A hydrodynamic technique has been developed to study the thickness of layers of proteins adsorbed on solids. This technique is based on differences in flowrate through a system of capillaries (constructed from the material of interest) before and after adsorption. The parameter obtained is the hydrodynamic thickness (LH) and is based on the resistance to flow offered by the capillary system. Using this technique, various aspects of the layer thickness of human fibrinogen adsorbed on fritted glass filters have been investigated. LH values for adsorption from Tris buffer, pH 7.35 at 25°C were found to vary as a function of fibrinogen concentration (LH isotherm). Values varied from about 50 to 600A˚in the concentration range 10−4 to 0.03% (w/w). These LH values are of the same order of magnitude as the dimensions of fibrinogen molecules. When an adsorbed layer established at 25°C was subjected to variations of temperature, the following changes were observed: 25 to 50°C, sharp decrease in LH; 50 to 70°C gradual increase in LH; 70 to 25°C, gradual decrease. After the initial increase to 70°C, the effect between 70 and 25°C was reversible with no hysteresis. These effects are probably due partly to reversible thermal denaturation of fragment D and partly to thermal expansion/contraction.

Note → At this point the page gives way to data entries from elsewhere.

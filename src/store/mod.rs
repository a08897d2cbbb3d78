//! Storage abstraction for the loader.
//!
//! The [`Store`] trait is the only thing the pipeline knows about the
//! target database. Every write is a batch and every call is atomic; the
//! pipeline relies on the store's conflict handling (upsert or
//! insert-or-ignore) instead of any application-level lock, so all
//! workers may call the same store concurrently.
//!
//! Implementations must be `Send + Sync` to be shared across tasks.

pub mod memory;
pub mod sqlite;

use anyhow::Result;
use async_trait::async_trait;

use crate::models::{Category, Product, ProductCategory, Review, SimilarityEdge, TableCounts};

pub use memory::InMemoryStore;
pub use sqlite::SqliteStore;

/// Abstract target store.
///
/// # Operations
///
/// | Method | Conflict policy |
/// |--------|-----------------|
/// | [`upsert_products`](Store::upsert_products) | overwrite title, rank, group |
/// | [`insert_ignore_products`](Store::insert_ignore_products) | keep the existing row |
/// | [`insert_ignore_categories`](Store::insert_ignore_categories) | keep the existing row |
/// | [`insert_ignore_product_categories`](Store::insert_ignore_product_categories) | keep the existing pair |
/// | [`insert_ignore_similarity`](Store::insert_ignore_similarity) | keep the existing pair |
/// | [`insert_reviews`](Store::insert_reviews) | keep the existing row for the same key |
///
/// Write methods return the number of rows that changed. Rows that
/// reference a missing product or category are rejected as a foreign-key
/// violation, failing the whole call.
#[async_trait]
pub trait Store: Send + Sync {
    async fn upsert_products(&self, rows: &[Product]) -> Result<u64>;

    /// Used for placeholders: never overwrites a product that already exists.
    async fn insert_ignore_products(&self, rows: &[Product]) -> Result<u64>;

    async fn insert_ignore_categories(&self, rows: &[Category]) -> Result<u64>;

    async fn insert_ignore_product_categories(&self, rows: &[ProductCategory]) -> Result<u64>;

    async fn insert_ignore_similarity(&self, rows: &[SimilarityEdge]) -> Result<u64>;

    async fn insert_reviews(&self, rows: &[Review]) -> Result<u64>;

    async fn product_exists(&self, asin: &str) -> Result<bool>;

    /// Row counts per table.
    async fn counts(&self) -> Result<TableCounts>;
}
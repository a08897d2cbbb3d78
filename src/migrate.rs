use anyhow::Result;
use sqlx::SqlitePool;

use crate::config::Config;
use crate::db;

pub async fn run_migrations(config: &Config) -> Result<()> {
    let pool = db::connect(config).await?;
    create_schema(&pool).await?;
    pool.close().await;
    Ok(())
}

/// Create every table and index. Safe to run repeatedly.
pub async fn create_schema(pool: &SqlitePool) -> Result<()> {
    // Products: natural key is the ASIN; placeholders have NULL sales_rank
    sqlx::query(
        r#"
        CREATE TABLE IF NOT EXISTS products (
            asin TEXT PRIMARY KEY,
            title TEXT,
            sales_rank INTEGER,
            product_group TEXT NOT NULL
        )
        "#,
    )
    .execute(pool)
    .await?;

    sqlx::query(
        r#"
        CREATE TABLE IF NOT EXISTS similar_products (
            asin TEXT NOT NULL,
            similar_asin TEXT NOT NULL,
            PRIMARY KEY (asin, similar_asin),
            FOREIGN KEY (asin) REFERENCES products(asin),
            FOREIGN KEY (similar_asin) REFERENCES products(asin)
        )
        "#,
    )
    .execute(pool)
    .await?;

    sqlx::query(
        r#"
        CREATE TABLE IF NOT EXISTS categories (
            id INTEGER PRIMARY KEY,
            name TEXT NOT NULL
        )
        "#,
    )
    .execute(pool)
    .await?;

    sqlx::query(
        r#"
        CREATE TABLE IF NOT EXISTS product_categories (
            asin TEXT NOT NULL,
            category_id INTEGER NOT NULL,
            PRIMARY KEY (asin, category_id),
            FOREIGN KEY (asin) REFERENCES products(asin),
            FOREIGN KEY (category_id) REFERENCES categories(id)
        )
        "#,
    )
    .execute(pool)
    .await?;

    sqlx::query(
        r#"
        CREATE TABLE IF NOT EXISTS reviews (
            review_key TEXT PRIMARY KEY,
            asin TEXT NOT NULL,
            review_date TEXT NOT NULL,
            customer TEXT NOT NULL,
            rating INTEGER NOT NULL,
            votes INTEGER NOT NULL,
            helpful INTEGER NOT NULL,
            FOREIGN KEY (asin) REFERENCES products(asin)
        )
        "#,
    )
    .execute(pool)
    .await?;

    // Indexes for the reporting queries that read the loaded schema
    sqlx::query("CREATE INDEX IF NOT EXISTS idx_reviews_asin ON reviews(asin)")
        .execute(pool)
        .await?;
    sqlx::query(
        "CREATE INDEX IF NOT EXISTS idx_product_categories_category ON product_categories(category_id)",
    )
    .execute(pool)
    .await?;
    sqlx::query(
        "CREATE INDEX IF NOT EXISTS idx_similar_products_target ON similar_products(similar_asin)",
    )
    .execute(pool)
    .await?;

    Ok(())
}
//! Error types for the ingestion core.
//!
//! Field-level parse misses never become errors; they are skipped where
//! they occur. What remains is a store rejecting a batch, which fails the
//! task that issued it, and the per-phase aggregate of failed tasks.

use std::fmt;

use thiserror::Error;

use crate::models::EntityKind;

/// Ingestion phase. Every product phase task finishes before any
/// relations phase task starts.
#[derive(Debug, Clone, Copy, PartialEq, Eq, serde::Serialize)]
#[serde(rename_all = "snake_case")]
pub enum Phase {
    Products,
    Relations,
}

impl fmt::Display for Phase {
    fn fmt(&self, f: &mut fmt::Formatter<'_>) -> fmt::Result {
        match self {
            Phase::Products => f.write_str("products"),
            Phase::Relations => f.write_str("relations"),
        }
    }
}

#[derive(Error, Debug)]
pub enum IngestError {
    /// A batch flush was rejected. Batches flushed before it stay committed.
    #[error("store rejected a batch of {rows} {entity} rows: {source:#}")]
    StoreWrite {
        entity: EntityKind,
        rows: usize,
        #[source]
        source: anyhow::Error,
    },

    /// An existence check against the store failed.
    #[error("store lookup for product '{asin}' failed: {source:#}")]
    StoreRead {
        asin: String,
        #[source]
        source: anyhow::Error,
    },

    /// One partition's task failed.
    #[error("partition {partition} ({task}) failed: {source}")]
    Task {
        partition: usize,
        task: &'static str,
        #[source]
        source: Box<IngestError>,
    },

    /// The worker pool was shut down while a job waited for a permit.
    #[error("worker pool closed")]
    PoolClosed,

    /// A worker panicked or was cancelled before reporting.
    #[error("worker task aborted: {0}")]
    Join(#[from] tokio::task::JoinError),

    /// At least one task of a phase failed; all of its siblings were
    /// drained before this was reported.
    #[error("{phase} phase failed in {} of {total} tasks", failures.len())]
    PhaseFailed {
        phase: Phase,
        total: usize,
        failures: Vec<IngestError>,
    },
}

pub type Result<T> = std::result::Result<T, IngestError>;

#[cfg(test)]
mod tests {
    use super::*;

    #[test]
    fn phase_failure_message_counts_failures() {
        let inner = IngestError::StoreWrite {
            entity: EntityKind::Review,
            rows: 10,
            source: anyhow::anyhow!("disk full"),
        };
        let task = IngestError::Task {
            partition: 3,
            task: "reviews",
            source: Box::new(inner),
        };
        assert_eq!(
            task.to_string(),
            "partition 3 (reviews) failed: store rejected a batch of 10 review rows: disk full"
        );
        let phase = IngestError::PhaseFailed {
            phase: Phase::Relations,
            total: 6,
            failures: vec![task],
        };
        assert_eq!(phase.to_string(), "relations phase failed in 1 of 6 tasks");
    }
}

DSC measurements in the adsorbed state confirmed this interpretation in that the transition expected for denaturation of fragment D around 60°C ± 10°C was observed. A change in pH from 7.35 to 9.25 caused an instantaneous threefold increase in LH followed by a slow desorption (several days). This effect is reversible when the pH is subsequently decreased before substantial desorption has taken place.